Crucial Confrontations

QDear Crucial Skills,

I am a corporate lawyer. I have been trying to tell our VP of Legal Affairs that I believe the company is at serious risk for litigation on an issue. Each time I do she cuts me off without listening and argues that we’re fine. I see major holes in her counterarguments and don’t believe they would stand up in court. This particular issue is a specific area of expertise of mine. The VP–while very smart–has no real background in this particular area. Mainly I just want her to listen to and consider my points. If after listening she still thinks she is right, I am fine with her making the final judgment.

This is especially risky because she has a short fuse and both yells at and fires people who disagree with her. How do I get her to listen on this important issue that I’ve already unsuccessfully approached her on several times?


Gag Order

A Dear Gag Order,

It’s interesting to me how often our answers are embedded in our questions–particularly when it comes to crucial conversations. Other people (like me) look smarter than they deserve when they do little more than play back what you just told them. I believe that may be the case with your question. You ask the question, “How do I get her to listen to us on this important issue that I’ve already unsuccessfully approached her on several times?” My first piece of advice is to have a conversation with her about precisely that. Don’t talk to her about this issue. Talk to her about your inability to talk to her about the issue.

If you ever find yourself having the same conversation twice, odds are you’re having the wrong conversation. If your real concern is how the conversation is going, then that’s what you should be talking about. Now, with that said, it’s important to ensure that she feels safe when you do talk. Otherwise she’ll likely attribute bad motive to you (you’re doing this because you’re arrogant, or gunning for her job, or whatever) and then she’ll feel totally justified in yelling at you or firing you.
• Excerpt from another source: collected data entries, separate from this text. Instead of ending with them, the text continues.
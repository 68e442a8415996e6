//! Wrappers that keep a panicking hook from unwinding into the runtime.

use std::panic::{AssertUnwindSafe, catch_unwind};
use std::time::Duration;

use tchain::{ChainError, ChainRuntimeHooks, ChainState};
use tprovider::{ProviderError, ProviderId, ProviderOperationHooks};
use ttooling::{ToolCall, ToolError, ToolExecutionContext, ToolExecutionResult, ToolRuntimeHooks};

pub struct SafeProviderHooks<H> {
    inner: H,
}

impl<H> SafeProviderHooks<H> {
    pub fn new(inner: H) -> Self {
        Self { inner }
    }
}

impl<H> ProviderOperationHooks for SafeProviderHooks<H>
where
    H: ProviderOperationHooks,
{
    fn on_call_start(&self, provider: ProviderId, model: &str) {
        let _ = catch_unwind(AssertUnwindSafe(|| {
            self.inner.on_call_start(provider, model)
        }));
    }

    fn on_call_success(&self, provider: ProviderId, model: &str, elapsed: Duration) {
        let _ = catch_unwind(AssertUnwindSafe(|| {
            self.inner.on_call_success(provider, model, elapsed)
        }));
    }

    fn on_call_failure(
        &self,
        provider: ProviderId,
        model: &str,
        error: &ProviderError,
        elapsed: Duration,
    ) {
        let _ = catch_unwind(AssertUnwindSafe(|| {
            self.inner.on_call_failure(provider, model, error, elapsed)
        }));
    }

    fn on_batch_start(&self, provider: ProviderId, model: &str, size: usize) {
        let _ = catch_unwind(AssertUnwindSafe(|| {
            self.inner.on_batch_start(provider, model, size)
        }));
    }

    fn on_batch_complete(
        &self,
        provider: ProviderId,
        model: &str,
        size: usize,
        failures: usize,
        elapsed: Duration,
    ) {
        let _ = catch_unwind(AssertUnwindSafe(|| {
            self.inner
                .on_batch_complete(provider, model, size, failures, elapsed)
        }));
    }
}

pub struct SafeChainHooks<H> {
    inner: H,
}

impl<H> SafeChainHooks<H> {
    pub fn new(inner: H) -> Self {
        Self { inner }
    }
}

impl<H> ChainRuntimeHooks for SafeChainHooks<H>
where
    H: ChainRuntimeHooks,
{
    fn on_state_change(&self, state: ChainState) {
        let _ = catch_unwind(AssertUnwindSafe(|| self.inner.on_state_change(state)));
    }

    fn on_stage_start(&self, index: usize, stage: &str) {
        let _ = catch_unwind(AssertUnwindSafe(|| self.inner.on_stage_start(index, stage)));
    }

    fn on_stage_success(&self, index: usize, stage: &str, elapsed: Duration) {
        let _ = catch_unwind(AssertUnwindSafe(|| {
            self.inner.on_stage_success(index, stage, elapsed)
        }));
    }

    fn on_stage_failure(&self, index: usize, stage: &str, error: &ChainError, elapsed: Duration) {
        let _ = catch_unwind(AssertUnwindSafe(|| {
            self.inner.on_stage_failure(index, stage, error, elapsed)
        }));
    }
}

pub struct SafeToolHooks<H> {
    inner: H,
}

impl<H> SafeToolHooks<H> {
    pub fn new(inner: H) -> Self {
        Self { inner }
    }
}

impl<H> ToolRuntimeHooks for SafeToolHooks<H>
where
    H: ToolRuntimeHooks,
{
    fn on_execution_start(&self, tool_call: &ToolCall, context: &ToolExecutionContext) {
        let _ = catch_unwind(AssertUnwindSafe(|| {
            self.inner.on_execution_start(tool_call, context)
        }));
    }

    fn on_execution_success(
        &self,
        tool_call: &ToolCall,
        context: &ToolExecutionContext,
        result: &ToolExecutionResult,
        elapsed: Duration,
    ) {
        let _ = catch_unwind(AssertUnwindSafe(|| {
            self.inner
                .on_execution_success(tool_call, context, result, elapsed)
        }));
    }

    fn on_execution_failure(
        &self,
        tool_call: &ToolCall,
        context: &ToolExecutionContext,
        error: &ToolError,
        elapsed: Duration,
    ) {
        let _ = catch_unwind(AssertUnwindSafe(|| {
            self.inner
                .on_execution_failure(tool_call, context, error, elapsed)
        }));
    }
}
//! Common imports for most tinychain applications.

pub use crate::{
    assistant_message, build_chat_model, build_client, build_provider_from_env,
    build_provider_with_config, build_provider_with_hooks, list_models, parse_provider_id,
    prompt_chain, system_message, traced_chain_builder, traced_provider, traced_tool_runtime,
    user_message,
};
pub use crate::{tc_chain, tc_messages, tc_msg};
pub use crate::{
    BatchDispatcher, BatchError, BatchReport, CallContext, Chain, ChainBuilder, ChainError,
    ChainErrorKind, ChatMessage, ChatModel, FnStage, ModelInput, ModelInvoker, ModelProvider,
    OutputParser, ParserStage, PromptFormatter, PromptTemplate, ProviderConfig, ProviderError,
    ProviderErrorKind, ProviderId, Role, Runnable, ToolDefinition, ToolError, ToolInvoker,
    ToolRegistry, ToolRuntime,
};
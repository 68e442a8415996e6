//! Concurrent fan-out of independent prompts with ordered collection.
//!
//! Every prompt runs on its own tokio task. Successful outputs land in the
//! slot matching the prompt's input position; failures are pushed onto a
//! shared channel and drained once every task has joined.
//!
//! ```rust
//! use tcommon::CallContext;
//! use tprovider::BatchDispatcher;
//!
//! # #[tokio::main(flavor = "current_thread")]
//! # async fn main() {
//! let dispatcher = BatchDispatcher::new();
//! let prompts = vec!["a".to_string(), "b".to_string()];
//!
//! let outputs = dispatcher
//!     .dispatch(&CallContext::new(), prompts, |_ctx, prompt| async move {
//!         Ok(prompt.to_uppercase())
//!     })
//!     .await
//!     .expect("batch should succeed");
//!
//! assert_eq!(outputs, vec!["A".to_string(), "B".to_string()]);
//! # }
//! ```

use std::any::Any;
use std::future::Future;
use std::panic::AssertUnwindSafe;
use std::sync::Arc;

use futures_util::FutureExt;
use tcommon::CallContext;
use tokio::sync::{Semaphore, mpsc};
use tokio::task::JoinSet;

use crate::{BatchError, BatchFailure, ProviderError};

#[derive(Debug, Clone, Copy, Default, PartialEq, Eq)]
pub struct BatchDispatcher {
    max_concurrency: Option<usize>,
}

impl BatchDispatcher {
    pub fn new() -> Self {
        Self::default()
    }

    /// Caps in-flight prompts. Zero means unbounded.
    pub fn with_max_concurrency(mut self, limit: usize) -> Self {
        self.max_concurrency = (limit > 0).then_some(limit);
        self
    }

    pub fn max_concurrency(&self) -> Option<usize> {
        self.max_concurrency
    }

    /// All-or-nothing dispatch: either every output in input order, or every
    /// failed index with its cause.
    pub async fn dispatch<F, Fut>(
        &self,
        ctx: &CallContext,
        prompts: Vec<String>,
        invoke: F,
    ) -> Result<Vec<String>, BatchError>
    where
        F: Fn(CallContext, String) -> Fut + Send + Sync + 'static,
        Fut: Future<Output = Result<String, ProviderError>> + Send + 'static,
    {
        self.dispatch_settled(ctx, prompts, invoke)
            .await
            .into_result()
    }

    /// Runs every prompt to completion and keeps partial results.
    pub async fn dispatch_settled<F, Fut>(
        &self,
        ctx: &CallContext,
        prompts: Vec<String>,
        invoke: F,
    ) -> BatchReport
    where
        F: Fn(CallContext, String) -> Fut + Send + Sync + 'static,
        Fut: Future<Output = Result<String, ProviderError>> + Send + 'static,
    {
        let total = prompts.len();
        if total == 0 {
            return BatchReport::default();
        }

        let invoke = Arc::new(invoke);
        let limiter = self
            .max_concurrency
            .map(|limit| Arc::new(Semaphore::new(limit)));
        let (failure_tx, mut failure_rx) = mpsc::unbounded_channel::<BatchFailure>();
        let mut tasks = JoinSet::new();

        for (index, prompt) in prompts.into_iter().enumerate() {
            let invoke = Arc::clone(&invoke);
            let limiter = limiter.clone();
            let ctx = ctx.clone();
            let failures = failure_tx.clone();

            tasks.spawn(async move {
                let outcome = AssertUnwindSafe(run_slot(ctx, prompt, invoke, limiter))
                    .catch_unwind()
                    .await;

                let error = match outcome {
                    Ok(Ok(output)) => return (index, Some(output)),
                    Ok(Err(error)) => error,
                    Err(payload) => ProviderError::other(format!(
                        "prompt task panicked: {}",
                        panic_message(payload.as_ref())
                    )),
                };

                // The receiver outlives every task.
                let _ = failures.send(BatchFailure::new(index, error));
                (index, None)
            });
        }
        drop(failure_tx);

        let mut slots = vec![None; total];
        while let Some(joined) = tasks.join_next().await {
            if let Ok((index, output)) = joined {
                slots[index] = output;
            }
        }

        let mut failures = Vec::new();
        while let Some(failure) = failure_rx.recv().await {
            failures.push(failure);
        }

        for (index, slot) in slots.iter().enumerate() {
            if slot.is_none() && !failures.iter().any(|failure| failure.index == index) {
                failures.push(BatchFailure::new(
                    index,
                    ProviderError::other("prompt task ended without reporting a result"),
                ));
            }
        }
        failures.sort_by_key(|failure| failure.index);

        BatchReport { slots, failures }
    }
}

async fn run_slot<F, Fut>(
    ctx: CallContext,
    prompt: String,
    invoke: Arc<F>,
    limiter: Option<Arc<Semaphore>>,
) -> Result<String, ProviderError>
where
    F: Fn(CallContext, String) -> Fut,
    Fut: Future<Output = Result<String, ProviderError>>,
{
    let _permit = match limiter {
        Some(limiter) => Some(
            ctx.guard(limiter.acquire_owned())
                .await?
                .map_err(|_| ProviderError::other("batch limiter closed"))?,
        ),
        None => None,
    };

    ctx.guard(invoke(ctx.clone(), prompt)).await?
}

fn panic_message(payload: &(dyn Any + Send)) -> &str {
    if let Some(message) = payload.downcast_ref::<&'static str>() {
        message
    } else if let Some(message) = payload.downcast_ref::<String>() {
        message.as_str()
    } else {
        "non-string panic payload"
    }
}

/// Settled outcome of a batch: one slot per prompt plus every failure.
///
/// A slot is `Some` exactly when its prompt succeeded.
#[derive(Debug, Clone, Default, PartialEq, Eq)]
pub struct BatchReport {
    slots: Vec<Option<String>>,
    failures: Vec<BatchFailure>,
}

impl BatchReport {
    pub fn slots(&self) -> &[Option<String>] {
        &self.slots
    }

    pub fn failures(&self) -> &[BatchFailure] {
        &self.failures
    }

    pub fn total(&self) -> usize {
        self.slots.len()
    }

    pub fn succeeded(&self) -> usize {
        self.slots.iter().filter(|slot| slot.is_some()).count()
    }

    pub fn is_success(&self) -> bool {
        self.failures.is_empty()
    }

    pub fn into_parts(self) -> (Vec<Option<String>>, Vec<BatchFailure>) {
        (self.slots, self.failures)
    }

    pub fn into_result(self) -> Result<Vec<String>, BatchError> {
        if !self.failures.is_empty() {
            return Err(BatchError::new(self.slots.len(), self.failures));
        }
        Ok(self.slots.into_iter().flatten().collect())
    }
}

#[cfg(test)]
mod tests {
    use std::sync::atomic::{AtomicUsize, Ordering};
    use std::time::Duration;

    use super::*;
    use crate::ProviderErrorKind;

    fn prompts(count: usize) -> Vec<String> {
        (0..count).map(|i| format!("p{i}")).collect()
    }

    #[tokio::test]
    async fn empty_batch_is_empty_success() {
        let outputs = BatchDispatcher::new()
            .dispatch(&CallContext::new(), Vec::new(), |_ctx, prompt| async move {
                Ok(prompt)
            })
            .await
            .expect("empty batch");
        assert!(outputs.is_empty());
    }

    #[tokio::test]
    async fn panicking_task_is_reported_at_its_index() {
        let report = BatchDispatcher::new()
            .dispatch_settled(&CallContext::new(), prompts(3), |_ctx, prompt| async move {
                if prompt == "p1" {
                    panic!("boom");
                }
                Ok(prompt)
            })
            .await;

        assert_eq!(report.succeeded(), 2);
        assert_eq!(report.failures().len(), 1);
        assert_eq!(report.failures()[0].index, 1);
        assert!(report.failures()[0].error.message.contains("boom"));
        assert_eq!(report.slots()[2].as_deref(), Some("p2"));
    }

    #[tokio::test]
    async fn max_concurrency_limits_in_flight_tasks() {
        let in_flight = Arc::new(AtomicUsize::new(0));
        let peak = Arc::new(AtomicUsize::new(0));

        let dispatcher = BatchDispatcher::new().with_max_concurrency(2);
        let tracker = (Arc::clone(&in_flight), Arc::clone(&peak));
        let outputs = dispatcher
            .dispatch(&CallContext::new(), prompts(8), move |_ctx, prompt| {
                let (in_flight, peak) = (Arc::clone(&tracker.0), Arc::clone(&tracker.1));
                async move {
                    let now = in_flight.fetch_add(1, Ordering::SeqCst) + 1;
                    peak.fetch_max(now, Ordering::SeqCst);
                    tokio::time::sleep(Duration::from_millis(5)).await;
                    in_flight.fetch_sub(1, Ordering::SeqCst);
                    Ok(prompt)
                }
            })
            .await
            .expect("batch should succeed");

        assert_eq!(outputs, prompts(8));
        assert!(peak.load(Ordering::SeqCst) <= 2);
    }

    #[test]
    fn zero_concurrency_means_unbounded() {
        assert_eq!(BatchDispatcher::new().with_max_concurrency(0).max_concurrency(), None);
        assert_eq!(
            BatchDispatcher::new().with_max_concurrency(4).max_concurrency(),
            Some(4)
        );
    }

    #[tokio::test]
    async fn cancelled_context_fails_every_slot() {
        let ctx = CallContext::new();
        ctx.cancel();

        let error = BatchDispatcher::new()
            .dispatch(&ctx, prompts(3), |_ctx, prompt| async move { Ok(prompt) })
            .await
            .expect_err("cancelled batch should fail");

        assert_eq!(error.failed_indices(), vec![0, 1, 2]);
        assert!(
            error
                .failures()
                .iter()
                .all(|failure| failure.error.kind == ProviderErrorKind::Cancelled)
        );
    }
}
Not a good outcome. In the critical first 30 seconds–what we call the “Hazardous Half Minute”–of this crucial conversation, you must do three things:

1. Make it safe. Help her know that you respect her and that you care about her best interests.

2. Describe the gap. Describe factually what has happened compared to what you expect to have happen. Be sure to avoid hot, judgmental, emotional words that would damage safety.

3. Make it motivating. Help her understand the natural consequences of her not engaging with you on this topic–obviously emphasizing consequences she’ll care about.

Here is a possible script just for illustration. Your choice of actual words will best be informed by your best guess at what makes her feel unsafe when others challenge her and what consequences motivate her the most.

“Ms. Finch (for fun let’s pretend she’s Atticus’ daughter), I have a concern I’d like to discuss if that’s okay. I want you to know my whole reason for raising it is to be sure I’m doing the job I was hired for, and to be loyal to you in every best sense of the word. Can I take a minute to share my concern? (Make it safe–clarify your intentions and respect). Here’s the concern: On three occasions I’ve attempted to describe some legal risks I see on issue X. On each occasion you’ve disagreed so quickly that I have not been able to do justice to my argument (Describe the gap). Here’s my concern–I don’t think you want me to check my brain at the door. And yet that’s what I’ve felt tempted to do. I’m also absolutely sure that you care a great deal about this company–and hope you see me having the same value. I know you wouldn’t lay low if you saw a big risk–and I suspect you’d see me as delinquent if I did the same (Make it motivating–give her a reason to listen to you and describe motivating natural consequences of not listening). May I have five minutes to make my argument? After that, I’d like to have you shoot holes in it–and give me permission to do the same with your points if that’s okay?”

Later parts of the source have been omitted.